Flacco unfazed by lack of offseason additions to Ravens offense so far

April 19, 2017 | Luke Jones

OWINGS MILLS, Md. — It’s no secret that the Ravens have invested heavily in revamping their defense this offseason while an offense that was below average in 2016 has been forced to wait.

With 32-year-old running back Danny Woodhead being the only free-agent addition and right tackle Rick Wagner, wide receivers Steve Smith and Kamar Aiken, fullback Kyle Juszczyk, and center Jeremy Zuttah no longer on the roster, you could understand if Joe Flacco felt anxious, especially when a theme from the Ravens brass’ season-ending press conference was a desire to see better play from the veteran quarterback. But Flacco expressed little concern when asked about the holes that remain on his side of the ball with the NFL draft only a week away.

“It’s the NFL. We have a lot of good guys around here that we are focused on getting better and going out and winning football games with,” Flacco said. “I never really expect too much to happen in the offseason, and whatever does happen, happens. I have been around long enough to know that guys change teams and you get new guys and that can happen all the way up to the time the season starts. You never know.”

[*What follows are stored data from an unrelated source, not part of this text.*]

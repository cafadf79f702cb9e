//! Main-axis free space distribution
//!
//! The iterative "resolving flexible lengths" algorithm, applied once per
//! flex line. Items start unfrozen; each round distributes the remaining
//! free space proportionally to the unfrozen items' flex factors, clamps
//! the results, and freezes items that hit a bound. The loop runs at most
//! `item_count + 1` rounds.
//!
//! Growth is weighted by `flex-grow`; shrinking is weighted by
//! `flex-shrink × base size` so larger items give up more space.

use crate::layout::context::FlexItem;
use crate::layout::resolve::clamp_with_order;

/// Violation tolerance, in CSS pixels
const EPSILON: f32 = 0.001;

/// Assigns each item's final main-axis size (`target`)
///
/// `free_space` is the line's capacity minus the sum of base sizes,
/// margins, and gaps; callers pass 0 when the capacity is unconstrained.
/// Min/max clamps are always applied to the result, even when no space is
/// distributed, so an item whose base violates its bounds still ends up
/// clamped.
pub(crate) fn distribute_line(items: &mut [FlexItem], free_space: f32) {
  for item in items.iter_mut() {
    item.frozen = false;
    item.violation = 0.0;
    item.target = item.base;
  }
  if items.is_empty() {
    return;
  }

  if free_space != 0.0 {
    if items.len() == 1 {
      let item = &mut items[0];
      let can_flex = if free_space > 0.0 {
        item.grow > 0.0
      } else {
        item.shrink > 0.0
      };
      if can_flex {
        item.target = item.base + free_space;
      }
      item.frozen = true;
    } else {
      distribute_multi(items, free_space);
    }
  }

  // Final clamp: covers the zero-free-space no-op, inflexible items, and
  // anything the loop never touched. Idempotent for already-clamped
  // targets.
  for item in items.iter_mut() {
    item.target = clamp_with_order(item.target, item.min, item.max).max(0.0);
  }
}

fn distribute_multi(items: &mut [FlexItem], free_space: f32) {
  let growing = free_space > 0.0;
  // Fixed for the whole call; per-round free space is re-derived from it.
  let container_inner: f32 = free_space + items.iter().map(|item| item.base).sum::<f32>();
  let mut remaining = free_space;

  for _round in 0..=items.len() {
    let total_factor: f32 = items
      .iter()
      .filter(|item| !item.frozen)
      .map(|item| flex_factor(item, growing))
      .sum();
    if total_factor <= 0.0 {
      break;
    }

    // When grow factors sum below 1, only that fraction of the free
    // space is handed out; the rest is left unused.
    let magnitude = if growing && total_factor < 1.0 {
      remaining * total_factor
    } else {
      remaining
    };

    let mut total_violation = 0.0;
    for item in items.iter_mut().filter(|item| !item.frozen) {
      let factor = flex_factor(item, growing);
      let unclamped = item.base + magnitude * (factor / total_factor);
      let clamped = clamp_with_order(unclamped, item.min, item.max).max(0.0);
      item.violation = clamped - unclamped;
      item.target = clamped;
      total_violation += item.violation;
    }

    if total_violation.abs() < EPSILON {
      for item in items.iter_mut() {
        item.frozen = true;
      }
      break;
    }

    let mut froze_any = false;
    for item in items.iter_mut().filter(|item| !item.frozen) {
      let hit_bound = if total_violation > 0.0 {
        // Min violations dominate: freeze items clamped upward.
        item.violation > 0.0
      } else {
        // Max violations dominate: freeze items clamped downward.
        item.violation < 0.0
      };
      if hit_bound {
        item.frozen = true;
        froze_any = true;
      }
    }
    if !froze_any {
      break;
    }

    let consumed: f32 = items
      .iter()
      .map(|item| if item.frozen { item.target } else { item.base })
      .sum();
    remaining = container_inner - consumed;
  }
}

fn flex_factor(item: &FlexItem, growing: bool) -> f32 {
  if growing {
    item.grow
  } else {
    item.shrink * item.base
  }
}

#[cfg(test)]
mod tests {
  use super::*;
  use crate::geometry::EdgeOffsets;
  use crate::node::Node;
  use crate::style::types::Align;

  fn item(base: f32, grow: f32, shrink: f32) -> FlexItem {
    FlexItem {
      node: Node::new(),
      child_index: 0,
      base,
      min: None,
      max: None,
      cross_min: None,
      cross_max: None,
      cross_styled: None,
      grow,
      shrink,
      frozen: false,
      violation: 0.0,
      target: base,
      cross: 0.0,
      margin: EdgeOffsets::ZERO,
      margin_auto: [false; 4],
      align: Align::FlexStart,
      line: 0,
      main_pos: 0.0,
      cross_pos: 0.0,
      baseline: 0.0,
    }
  }

  fn targets(items: &[FlexItem]) -> Vec<f32> {
    items.iter().map(|item| item.target).collect()
  }

  #[test]
  fn test_zero_free_space_keeps_bases() {
    let mut items = vec![item(30.0, 1.0, 1.0), item(70.0, 1.0, 1.0)];
    distribute_line(&mut items, 0.0);
    assert_eq!(targets(&items), vec![30.0, 70.0]);
  }

  #[test]
  fn test_zero_free_space_still_clamps() {
    let mut items = vec![item(20.0, 0.0, 0.0)];
    items[0].min = Some(30.0);
    distribute_line(&mut items, 0.0);
    assert_eq!(items[0].target, 30.0);
  }

  #[test]
  fn test_equal_grow_split() {
    let mut items = vec![item(0.0, 1.0, 0.0), item(0.0, 1.0, 0.0)];
    distribute_line(&mut items, 100.0);
    assert_eq!(targets(&items), vec![50.0, 50.0]);
  }

  #[test]
  fn test_weighted_grow() {
    let mut items = vec![item(0.0, 3.0, 0.0), item(0.0, 1.0, 0.0)];
    distribute_line(&mut items, 100.0);
    assert_eq!(targets(&items), vec![75.0, 25.0]);
  }

  #[test]
  fn test_grow_sum_below_one_leaves_space_unused() {
    let mut items = vec![item(0.0, 0.25, 0.0), item(0.0, 0.25, 0.0)];
    distribute_line(&mut items, 100.0);
    // Only half of the free space (sum of factors 0.5) is distributed.
    assert_eq!(targets(&items), vec![25.0, 25.0]);
  }

  #[test]
  fn test_shrink_weighted_by_base_size() {
    // Shrink is weighted by base size: the 200 item gives up twice as
    // much as the 100 item.
    let mut items = vec![item(200.0, 0.0, 1.0), item(100.0, 0.0, 1.0)];
    distribute_line(&mut items, -90.0);
    assert_eq!(targets(&items), vec![140.0, 70.0]);
  }

  #[test]
  fn test_uniform_shrink() {
    let mut items: Vec<FlexItem> = (0..100).map(|_| item(20.0, 0.0, 1.0)).collect();
    distribute_line(&mut items, 500.0 - 2000.0);
    for entry in &items {
      assert!((entry.target - 5.0).abs() < 1e-3);
    }
  }

  #[test]
  fn test_max_clamp_redistributes() {
    let mut items = vec![item(0.0, 1.0, 0.0), item(0.0, 1.0, 0.0)];
    items[0].max = Some(20.0);
    distribute_line(&mut items, 100.0);
    // Item 0 freezes at its max; item 1 takes the rest.
    assert_eq!(targets(&items), vec![20.0, 80.0]);
  }

  #[test]
  fn test_min_clamp_redistributes_shrink() {
    let mut items = vec![item(100.0, 0.0, 1.0), item(100.0, 0.0, 1.0)];
    items[0].min = Some(90.0);
    distribute_line(&mut items, -60.0);
    // Item 0 freezes at 90 (violating by 20); item 1 absorbs the rest.
    assert_eq!(targets(&items), vec![90.0, 50.0]);
  }

  #[test]
  fn test_single_child_fast_path() {
    let mut items = vec![item(10.0, 1.0, 0.0)];
    distribute_line(&mut items, 90.0);
    assert_eq!(items[0].target, 100.0);

    let mut inflexible = vec![item(10.0, 0.0, 0.0)];
    distribute_line(&mut inflexible, 90.0);
    assert_eq!(inflexible[0].target, 10.0);

    let mut capped = vec![item(10.0, 1.0, 0.0)];
    capped[0].max = Some(40.0);
    distribute_line(&mut capped, 90.0);
    assert_eq!(capped[0].target, 40.0);
  }

  #[test]
  fn test_inflexible_items_keep_base() {
    let mut items = vec![item(30.0, 0.0, 0.0), item(10.0, 1.0, 0.0)];
    distribute_line(&mut items, 60.0);
    assert_eq!(targets(&items), vec![30.0, 70.0]);
  }

  #[test]
  fn test_shrink_never_goes_negative() {
    let mut items = vec![item(10.0, 0.0, 1.0), item(10.0, 0.0, 1.0)];
    distribute_line(&mut items, -40.0);
    for entry in &items {
      assert!(entry.target >= 0.0);
    }
  }
}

Flacco expressing confidence in the players currently on the roster is hardly surprising — it’s the appropriate public stance to take — but two openings on the offensive line and the lack of an intermediate receiver don’t exactly inspire confidence for a team trying to return to the playoffs for the first time since 2014.

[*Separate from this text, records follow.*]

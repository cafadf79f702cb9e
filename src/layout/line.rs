//! Flex line breaking
//!
//! Partitions a container's in-flow children into one or more lines given
//! the wrap mode and the main-axis capacity. Items are measured by their
//! flex base size plus main-axis margins; the gap contributes between
//! consecutive items on the same line.

use std::ops::Range;

use crate::geometry::FlexAxes;
use crate::layout::context::{LayoutContext, Line};
use crate::style::types::FlexWrap;

/// Breaks the items in `item_range` into lines
///
/// Returns the range of lines appended to the context's line arena. Every
/// item in the range gets its `line` index assigned (an absolute index
/// into the line arena).
///
/// With `no-wrap`, an unconstrained capacity, or zero items, everything
/// lands on a single line. Otherwise items accumulate in order and a new
/// line starts whenever adding the next item would exceed capacity; a
/// line always receives at least one item even if that item alone
/// overflows. Lines come out in document order for every wrap mode;
/// `wrap-reverse` flips the cross-axis stacking later, during line
/// placement.
pub(crate) fn break_lines(
  ctx: &mut LayoutContext,
  item_range: Range<usize>,
  capacity: Option<f32>,
  wrap: FlexWrap,
  gap: f32,
  axes: FlexAxes,
) -> Range<usize> {
  let lines_start = ctx.lines_mark();

  let single_line = wrap == FlexWrap::NoWrap || capacity.is_none() || item_range.is_empty();
  if single_line {
    let mut used = 0.0;
    for (position, index) in item_range.clone().enumerate() {
      let item = &mut ctx.items[index];
      item.line = lines_start;
      used += item.base + item.main_margin(axes);
      if position > 0 {
        used += gap;
      }
    }
    ctx.lines.push(Line {
      first: item_range.start,
      count: item_range.len(),
      main_used: used,
      ..Line::default()
    });
    return lines_start..ctx.lines.len();
  }

  let capacity = capacity.unwrap_or(f32::INFINITY);
  let mut line = Line {
    first: item_range.start,
    count: 0,
    ..Line::default()
  };
  for index in item_range.clone() {
    let outer = {
      let item = &ctx.items[index];
      item.base + item.main_margin(axes)
    };
    let addition = if line.count > 0 { gap + outer } else { outer };
    if line.count > 0 && line.main_used + addition > capacity {
      ctx.lines.push(line);
      line = Line {
        first: index,
        count: 0,
        ..Line::default()
      };
    }
    let line_index = ctx.lines.len();
    let item = &mut ctx.items[index];
    item.line = line_index;
    line.main_used += if line.count > 0 { gap + outer } else { outer };
    line.count += 1;
  }
  ctx.lines.push(line);
  lines_start..ctx.lines.len()
}

#[cfg(test)]
mod tests {
  use super::*;
  use crate::geometry::EdgeOffsets;
  use crate::layout::context::FlexItem;
  use crate::node::Node;
  use crate::style::types::{Align, Direction, FlexDirection};

  fn item(base: f32) -> FlexItem {
    FlexItem {
      node: Node::new(),
      child_index: 0,
      base,
      min: None,
      max: None,
      cross_min: None,
      cross_max: None,
      cross_styled: None,
      grow: 0.0,
      shrink: 0.0,
      frozen: false,
      violation: 0.0,
      target: base,
      cross: 0.0,
      margin: EdgeOffsets::ZERO,
      margin_auto: [false; 4],
      align: Align::FlexStart,
      line: 0,
      main_pos: 0.0,
      cross_pos: 0.0,
      baseline: 0.0,
    }
  }

  fn axes() -> FlexAxes {
    FlexAxes::new(FlexDirection::Row, Direction::Ltr)
  }

  fn setup(bases: &[f32]) -> (LayoutContext, Range<usize>) {
    let mut ctx = LayoutContext::default();
    ctx.begin_call();
    for &base in bases {
      ctx.items.push(item(base));
    }
    let range = 0..bases.len();
    (ctx, range)
  }

  #[test]
  fn test_no_wrap_single_line() {
    let (mut ctx, range) = setup(&[40.0, 40.0, 40.0]);
    let lines = break_lines(&mut ctx, range, Some(100.0), FlexWrap::NoWrap, 0.0, axes());
    assert_eq!(lines.len(), 1);
    assert_eq!(ctx.lines[0].count, 3);
    assert_eq!(ctx.lines[0].main_used, 120.0);
  }

  #[test]
  fn test_unconstrained_capacity_single_line() {
    let (mut ctx, range) = setup(&[40.0, 40.0, 40.0]);
    let lines = break_lines(&mut ctx, range, None, FlexWrap::Wrap, 0.0, axes());
    assert_eq!(lines.len(), 1);
  }

  #[test]
  fn test_wrap_breaks_at_capacity() {
    // 40 + 40 = 80 fits in 100; the third item starts a new line.
    let (mut ctx, range) = setup(&[40.0, 40.0, 40.0]);
    let lines = break_lines(&mut ctx, range, Some(100.0), FlexWrap::Wrap, 0.0, axes());
    assert_eq!(lines.len(), 2);
    assert_eq!(ctx.lines[0].count, 2);
    assert_eq!(ctx.lines[1].count, 1);
    assert_eq!(ctx.items[0].line, 0);
    assert_eq!(ctx.items[1].line, 0);
    assert_eq!(ctx.items[2].line, 1);
  }

  #[test]
  fn test_gap_counts_toward_capacity() {
    // 40 + 30(gap) + 40 = 110 > 100, so each item gets its own line.
    let (mut ctx, range) = setup(&[40.0, 40.0]);
    let lines = break_lines(&mut ctx, range, Some(100.0), FlexWrap::Wrap, 30.0, axes());
    assert_eq!(lines.len(), 2);
  }

  #[test]
  fn test_margins_count_toward_capacity() {
    let (mut ctx, range) = setup(&[40.0, 40.0]);
    ctx.items[1].margin = EdgeOffsets::new(0.0, 15.0, 0.0, 15.0);
    let lines = break_lines(&mut ctx, range, Some(100.0), FlexWrap::Wrap, 0.0, axes());
    assert_eq!(lines.len(), 2);
  }

  #[test]
  fn test_oversized_item_gets_own_line() {
    let (mut ctx, range) = setup(&[150.0, 10.0]);
    let lines = break_lines(&mut ctx, range, Some(100.0), FlexWrap::Wrap, 0.0, axes());
    assert_eq!(lines.len(), 2);
    assert_eq!(ctx.lines[0].count, 1);
  }

  #[test]
  fn test_wrap_reverse_breaks_in_document_order() {
    // Breaking is identical for wrap and wrap-reverse; the cross-axis
    // flip happens when lines are placed, not here.
    let (mut ctx, range) = setup(&[40.0, 40.0, 40.0]);
    let lines = break_lines(
      &mut ctx,
      range,
      Some(100.0),
      FlexWrap::WrapReverse,
      0.0,
      axes(),
    );
    assert_eq!(lines.len(), 2);
    assert_eq!(ctx.lines[0].count, 2);
    assert_eq!(ctx.lines[0].first, 0);
    assert_eq!(ctx.lines[1].count, 1);
    assert_eq!(ctx.lines[1].first, 2);
    assert_eq!(ctx.items[0].line, 0);
    assert_eq!(ctx.items[1].line, 0);
    assert_eq!(ctx.items[2].line, 1);
  }

  #[test]
  fn test_zero_items_single_empty_line() {
    let (mut ctx, range) = setup(&[]);
    let lines = break_lines(&mut ctx, range, Some(100.0), FlexWrap::Wrap, 0.0, axes());
    assert_eq!(lines.len(), 1);
    assert_eq!(ctx.lines[0].count, 0);
  }
}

So, if the 32-year-old signal-caller isn’t concerned, has he at least approached general manager Ozzie Newsome with suggestions regarding a particular free agent or a positional need?

“If they ask my opinion, then I will give it to them,” said Flacco, who acknowledged hope that the Ravens would bring back former teammate Torrey Smith before he signed with Philadelphia last month. “But I don’t necessarily go up there and push one way or another. Obviously, there are certain things that I can feel strongly about.”

Asked about the possibility of the Ravens bringing back veteran wide receiver Anquan Boldin, Flacco chose his words carefully while acknowledging that he had a great on-field relationship with the 36-year-old and that he could still help any team.

Reiterating his confidence in his current teammates, Flacco even went as far as saying he doesn’t think that the Ravens need another wide receiver.

“I think we have a lot of young, talented guys that are ready to make a name for themselves and are going to work really hard this offseason to get that done,” Flacco said. “Whenever you have guys that are working really hard and you have that camaraderie out here and everyone is looking to get better, you are just developing relationships. I think that is all going to help when we get to the field.”

It would be tough to fathom the Ravens not adding another wideout between now and the start of the season, but the organization is clearly counting on 2015 first-round pick Breshad Perriman and 2016 fourth-round pick Chris Moore to take steps forward this season. Veteran receiver Mike Wallace went out of his way to express his belief that Moore will surprise observers this season despite catching only seven passes as a rookie.

As for the draft, Flacco hasn’t watched any tape of the top prospects, but he did receive some unique perspective on Western Michigan wide receiver Corey Davis, who was a teammate of Flacco’s brother Tom. Considered one of the top three receiver prospects in the draft along with Clemson’s Mike Williams and Washington’s John Ross, Davis visited with the Ravens earlier this week and would bring the intermediate skill set that they currently lack at the position.

The 6-foot-3, 212-pound receiver caught 97 passes for 1,500 yards and 19 touchdowns as a senior and finished his collegiate career with over 5,000 receiving yards and 52 touchdown receptions.

“My brother said, ‘Listen, this is all I know, but he was at another level,’” Flacco said. “He was a really good player. He thought he had really good hands. He thought he was really strong; he could run really well. That is all he knows, but he could definitely tell the difference between him and the guys he was seeing week to week.”